Collected data entries:
▬▬▬

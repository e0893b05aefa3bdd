//! Debate records - the immutable artifact of a completed room

use std::fmt;

use chrono::{DateTime, Utc};
use serde::{Deserialize, Serialize};

use super::{OverallScore, ParticipantId, RoomKey, Score};

/// Label used for a drawn debate wherever a winner name is expected
pub const TIE_MARKER: &str = "Tie";

/// Declared result of a debate or of a single round
#[derive(Debug, Clone, PartialEq, Eq, Serialize, Deserialize)]
#[serde(rename_all = "snake_case")]
pub enum Outcome {
    Winner(ParticipantId),
    Tie,
}

impl Outcome {
    pub fn winner(&self) -> Option<&ParticipantId> {
        match self {
            Outcome::Winner(id) => Some(id),
            Outcome::Tie => None,
        }
    }

    /// Winner's identifier, or [`TIE_MARKER`]
    pub fn label(&self) -> &str {
        match self {
            Outcome::Winner(id) => id.as_str(),
            Outcome::Tie => TIE_MARKER,
        }
    }
}

impl fmt::Display for Outcome {
    fn fmt(&self, f: &mut fmt::Formatter<'_>) -> fmt::Result {
        f.write_str(self.label())
    }
}

/// Whether the final verdict came from the oracle or the local fallback
#[derive(Debug, Clone, Copy, PartialEq, Eq, Serialize, Deserialize)]
#[serde(rename_all = "snake_case")]
pub enum VerdictSource {
    Oracle,
    Fallback,
}

/// One participant's side of a finished debate
#[derive(Debug, Clone, PartialEq, Serialize, Deserialize)]
pub struct ParticipantRecord {
    pub id: ParticipantId,
    pub arguments: Vec<String>,
    pub turn_scores: Vec<Score>,
    pub overall: OverallScore,
    pub rounds_won: u32,
}

/// Side-by-side scores for one round
#[derive(Debug, Clone, PartialEq, Serialize, Deserialize)]
pub struct RoundRecord {
    pub round: u32,
    pub participant1: Score,
    pub participant2: Score,
    pub winner: Outcome,
}

/// Final, immutable result of a debate
#[derive(Debug, Clone, PartialEq, Serialize, Deserialize)]
pub struct DebateRecord {
    pub room_key: Option<RoomKey>,
    pub topic: String,
    pub participant1: ParticipantRecord,
    pub participant2: ParticipantRecord,
    pub rounds: Vec<RoundRecord>,
    pub outcome: Outcome,
    pub reason: String,
    pub verdict_source: VerdictSource,
    pub completed_at: DateTime<Utc>,
}

impl DebateRecord {
    /// Storage key: `debate_<room key>`, or a timestamp when the debate had no room
    pub fn archive_key(&self) -> String {
        match &self.room_key {
            Some(key) => format!("debate_{}", key),
            None => format!("debate_{}", self.completed_at.timestamp()),
        }
    }

    /// The losing participant, if the debate was not a tie
    pub fn loser(&self) -> Option<&ParticipantId> {
        let winner = self.outcome.winner()?;
        if winner == &self.participant1.id {
            Some(&self.participant2.id)
        } else {
            Some(&self.participant1.id)
        }
    }

    /// Rating change applied to both players: difference in rounds won
    pub fn rating_delta(&self) -> u32 {
        self.participant1.rounds_won.abs_diff(self.participant2.rounds_won)
    }
}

▬▬▬

▸ Task objective
Having located the line containing "Copy, PartialEq, Eq, Serialize, Deserialize)]", set it down along with every line after it through the end of the data, reproducing each exactly.

▸ Result below
#[derive(Debug, Clone, Copy, PartialEq, Eq, Serialize, Deserialize)]
#[serde(rename_all = "snake_case")]
pub enum VerdictSource {
    Oracle,
    Fallback,
}

/// One participant's side of a finished debate
#[derive(Debug, Clone, PartialEq, Serialize, Deserialize)]
pub struct ParticipantRecord {
    pub id: ParticipantId,
    pub arguments: Vec<String>,
    pub turn_scores: Vec<Score>,
    pub overall: OverallScore,
    pub rounds_won: u32,
}

/// Side-by-side scores for one round
#[derive(Debug, Clone, PartialEq, Serialize, Deserialize)]
pub struct RoundRecord {
    pub round: u32,
    pub participant1: Score,
    pub participant2: Score,
    pub winner: Outcome,
}

/// Final, immutable result of a debate
#[derive(Debug, Clone, PartialEq, Serialize, Deserialize)]
pub struct DebateRecord {
    pub room_key: Option<RoomKey>,
    pub topic: String,
    pub participant1: ParticipantRecord,
    pub participant2: ParticipantRecord,
    pub rounds: Vec<RoundRecord>,
    pub outcome: Outcome,
    pub reason: String,
    pub verdict_source: VerdictSource,
    pub completed_at: DateTime<Utc>,
}

impl DebateRecord {
    /// Storage key: `debate_<room key>`, or a timestamp when the debate had no room
    pub fn archive_key(&self) -> String {
        match &self.room_key {
            Some(key) => format!("debate_{}", key),
            None => format!("debate_{}", self.completed_at.timestamp()),
        }
    }

    /// The losing participant, if the debate was not a tie
    pub fn loser(&self) -> Option<&ParticipantId> {
        let winner = self.outcome.winner()?;
        if winner == &self.participant1.id {
            Some(&self.participant2.id)
        } else {
            Some(&self.participant1.id)
        }
    }

    /// Rating change applied to both players: difference in rounds won
    pub fn rating_delta(&self) -> u32 {
        self.participant1.rounds_won.abs_diff(self.participant2.rounds_won)
    }
}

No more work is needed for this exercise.